There is a contention on behalf of counsel for plaintiff in error that we should not sustain the conviction under the indictment, though not questioned in the court below, because it fails to allege the alteration of the order or warrant with intent to injure or defraud some person. The statute, section 2479, Revised Statutes, it is claimed, requires that the alteration or forgery shall be with intent to injure or defraud a person. It is provided by the statute that whosoever, falsely makes, alters, forges or counterfeits certain writings, among them an order for money, with intent to injure or'defraud any person, shall be punished by imprisonment in the State prison not exceeding ten years, or in the county jail not exceeding one year. There is in the first division of the Revised Statutes under the title “General provisions applicable to the whole Revision,” a provision that the word “person” may extend and be applied to a corporation. Chapter 1, §1, Revised Statutes.

It is also provided in section 2895 that “when an *277intent to defraud is required to constitute any offence, it shall be sufficient to allege in the indictment an intent to defraud, without naming therein the particular person or body corporate intended to be defrauded, and on the trial it shall be sufficient, and shall not be deemed a variance, if there appear to be an intent to defraud the United States or any State, county, city, town or parish, or any body corporate, or any public officer in his official capacity, or any copartnership or members thereof, or any particular person.” Clearly within the meaning of our statutes, a person can commit the crime of forgery with intent to defraud a county, and such an of-fence is alleged in one of the counts in the indictment found against the defendant.

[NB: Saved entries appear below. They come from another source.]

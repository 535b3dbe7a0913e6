// SPDX-License-Identifier: MIT
//
// Trace logging to a file.
//
// The terminal is the editor's screen, so logs can't go to stdout or stderr
// while raw mode is active. Logging is off unless `LIKO_LOG` names a file;
// `RUST_LOG` picks the filter (default `info`).

use std::fs::OpenOptions;
use std::path::Path;
use std::sync::Mutex;

use tracing_subscriber::EnvFilter;

/// Install the global subscriber writing to `path`, if given.
///
/// Runs before raw mode, so a log file that can't be opened is reported on
/// stderr and the editor carries on without logging.
pub fn init(path: Option<&Path>) {
    let Some(path) = path else {
        return;
    };

    let file = match OpenOptions::new().create(true).append(true).open(path) {
        Ok(file) => file,
        Err(err) => {
            eprintln!("liko: cannot open log file {}: {err}", path.display());
            return;
        }
    };

    let filter = EnvFilter::try_from_default_env().unwrap_or_else(|_| EnvFilter::new("info"));
    let _ = tracing_subscriber::fmt()
        .with_env_filter(filter)
        .with_writer(Mutex::new(file))
        .with_ansi(false)
        .with_target(false)
        .try_init();
}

As no assault was made on the indictment in the trial court, we pass over mere formal defects in it, if any exist, and examine to see if it contains substantially a charge of the offence of which the accused was convicted. It is our opinion that the indictment in this respect is sufficient, and there is no basis for a reversal of the judgment on the ground that no charge -whatever was preferred against the accused.

The chief and only other contention is that the testimony does not support the verdict. It was shown that a county warrant for ten dollars was issued by the board of county commissioners to J. B. Newton who transferred it by endorsement to one Butram who in turn transferred it in its original unaltered condition to the defendant in Holmes county. He arranged with the Sanford Lumber Company to get lumber and pay for it with county warrants, and upon the receipt of the lumber in Llolmes county mailed the warrant in question in that county to the president of the lumber company in Washington county. The warrant was received by the president of the company by due course of mail *278with the word “ten” before dollars erased, and the words “one hundred” inserted in lieu thereof in the body of the warrant. There was clear proof that the warrant had been altered in the particular mentioned. The president of the lumber company received the warrant in its altered condition in payment for the lumber, and presented it to the proper county official in settlement of taxes when it was rejected on the ground that it had been raised. It was thus made apparent that a valid county warrant for ten dollars went into the possession of the accused, and that he subsequently passed it in a materially altered condition in payment of a debt. This showing of itself amounted to complete proof that the accused either altered the order himself, or caused it to be done, or by false conspiracy with others assented to the alteration.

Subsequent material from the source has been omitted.